As he spoke he moved carefully around Trip, holding his gaze as though talking him down from a ledge. “You look a little spooked, but I ain’t gonna jump you. Hell, if I was, I would’ve done it already.” He laughed, his mouthful of colored teeth gleaming. “Man, you’re the first person I seen in a while looks more like a tourist’n me—”

He plucked at Trip’s knapsack. “You gotta do better’n that, man! C’mon,” he urged, glancing to either end of the alley, “I can’t leave you here, and I ain’t staying.”

The man shoved his hands in his coat pockets, balanced himself on a cement block, and cocked his head. When Trip said nothing, he shrugged. “Hey, suit yourself, man.” He jumped off the cinder block and strode toward the far end of the alley. Trip watched him, and, when the man stepped back out of the alley, followed at a safe distance.

Out on the street the man was waiting, perched on the curb. There were junked cars everywhere, and on the other side of the road shuttered storefronts of corrugated iron, yawning doorways, walls pasted over with stripped-off posters. Two bald children hitting something with a stick. A rangy dog nosed at foul bright green water pooling in the sidewalk. He remembered a statistic he had heard once before the glimmering, something about there being a hundred million homeless people in the world, and untold thousands in New York City alone.

But if anything, the city seemed emptier now than it had a few months before, when he’d been here with the blond girl. What had happened to everyone. Had they died? Been taken off to one of the life-enhancement centers that Jerry claimed were really prisons? He glanced at the man, whose clothes and incongruously amiable confidence disturbed Trip as much as the ravaged streets did, then looked the other way. A few blocks off he could see people crossing streets, the comforting yellow blur of a speeding cab.

“I think it’s that way.” The man tilted his head. “Yeah. There used to be this club down there.”

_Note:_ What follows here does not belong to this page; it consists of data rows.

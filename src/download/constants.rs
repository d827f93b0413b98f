//! Constants for the download module (timeouts, chunking).

/// Default HTTP connect timeout (30 seconds).
pub const CONNECT_TIMEOUT_SECS: u64 = 30;

/// Default HTTP read timeout (5 minutes between body reads).
pub const READ_TIMEOUT_SECS: u64 = 300;

/// Default number of bytes written per chunk; cancellation is checked before each.
pub const DEFAULT_CHUNK_SIZE: usize = 1024;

He flashed Trip a Technicolor grin. “Princess Volupine used to play there, and Alex Chilton. Ever see them?”

Trip shook his head.

“Well, I’m going.” The man started walking. “See you.”

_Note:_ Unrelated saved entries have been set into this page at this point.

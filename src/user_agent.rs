//! User-Agent string for download requests.

/// Homepage advertised in the User-Agent.
const PROJECT_UA_URL: &str = "https://github.com/fierce/picfetch";

/// `picfetch/<version> (+<homepage>)`
#[must_use]
pub(crate) fn default_user_agent() -> String {
    let version = env!("CARGO_PKG_VERSION");
    format!("picfetch/{version} (+{PROJECT_UA_URL})")
}
//! The background body of one task run: extract, pace progress, download.

use std::path::PathBuf;
use std::sync::Arc;

use tracing::{debug, info, instrument};

use super::error::TaskFailure;
use super::event::{EventSender, TaskEvent};
use super::handle::DownloadTask;
use super::state::TaskState;
use crate::config::TaskConfig;
use crate::download::{HttpClient, TransferOptions, destination_path};
use crate::extract::{ATTRIBUTION, FieldPatterns, TITLE, URL, extract};

/// Everything a worker needs besides its task and input.
#[derive(Debug, Clone)]
pub(super) struct WorkerContext {
    pub(super) client: HttpClient,
    pub(super) config: Arc<TaskConfig>,
    pub(super) patterns: Arc<FieldPatterns>,
    pub(super) events: EventSender,
}

impl WorkerContext {
    fn emit(&self, event: TaskEvent) {
        // A dropped receiver only means nobody is listening.
        let _ = self.events.send(event);
    }
}

/// What a successful run produced.
#[derive(Debug, Clone, PartialEq, Eq)]
pub(super) struct TaskOutput {
    pub(super) title: String,
    pub(super) attribution: String,
    pub(super) file_path: PathBuf,
    pub(super) bytes_written: u64,
}

/// Runs all phases of `task`. Publishes every non-terminal event; the caller
/// publishes the terminal one.
#[instrument(skip_all, fields(task_id = task.id()))]
pub(super) async fn run(
    task: Arc<DownloadTask>,
    text: String,
    ctx: WorkerContext,
) -> Result<TaskOutput, TaskFailure> {
    let fields = extract(&text, &ctx.patterns);
    let title = fields.get_or(TITLE, &ctx.config.placeholder).to_string();
    let attribution = fields.get_or(ATTRIBUTION, &ctx.config.placeholder).to_string();
    let url = fields.get(URL).to_string();
    task.set_url(url.clone());
    debug!(%title, %attribution, %url, "fields extracted");

    task.transition(TaskState::Progressing);
    pace_progress(&task, &ctx).await?;

    if task.is_cancel_requested() {
        return Err(TaskFailure::Cancelled);
    }

    ctx.emit(TaskEvent::MetadataResolved {
        task_id: task.id(),
        title: title.clone(),
        attribution: attribution.clone(),
        url: url.clone(),
    });

    task.transition(TaskState::Downloading);
    if let Ok(path) = destination_path(&ctx.config.output_dir, &url) {
        task.set_destination(path);
    }

    let options = TransferOptions {
        chunk_size: ctx.config.chunk_size,
        cancel: task.cancel_token(),
    };
    let task_id = task.id();
    let download = ctx
        .client
        .download_to_file_with_progress(
            &url,
            &ctx.config.output_dir,
            options,
            |bytes_written, content_length| {
                ctx.emit(TaskEvent::BytesTransferred {
                    task_id,
                    bytes_written,
                    content_length,
                });
            },
        )
        .await
        .map_err(TaskFailure::from_download)?;

    info!(path = %download.path.display(), bytes = download.bytes_written, "image saved");

    Ok(TaskOutput {
        title,
        attribution,
        file_path: download.path,
        bytes_written: download.bytes_written,
    })
}

/// Reports each configured percent value after a pause, checking for
/// cancellation before every step.
async fn pace_progress(task: &DownloadTask, ctx: &WorkerContext) -> Result<(), TaskFailure> {
    for percent in ctx.config.progress_steps() {
        if task.is_cancel_requested() {
            debug!(percent, "cancellation observed during progress phase");
            return Err(TaskFailure::Cancelled);
        }
        tokio::select! {
            biased;
            () = task.cancel_token().cancelled() => {
                debug!(percent, "cancellation observed during progress pause");
                return Err(TaskFailure::Cancelled);
            }
            () = tokio::time::sleep(ctx.config.progress_pause) => {}
        }
        let percent = task.advance_progress(percent);
        ctx.emit(TaskEvent::ProgressUpdated {
            task_id: task.id(),
            percent,
        });
    }
    Ok(())
}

Trip stayed where he was. The man glanced over his shoulder, lifted his hand, and waved. Trip marked where he went. About three blocks to the south, the man slowed, then crossed the street and continued for another block, turned, and disappeared down a passage overshadowed by a very ornate old building. Trip waited several minutes, to make certain the guy wasn’t going to pop back out again, and headed the same way he’d gone.

To either side buildings reared, their windows uniformly dark. A power line bearing a traffic signal sagged across the middle of the intersection. A man stood in the shelter of a cracked plastic awning, smoking a cigarette and chanting as to himself.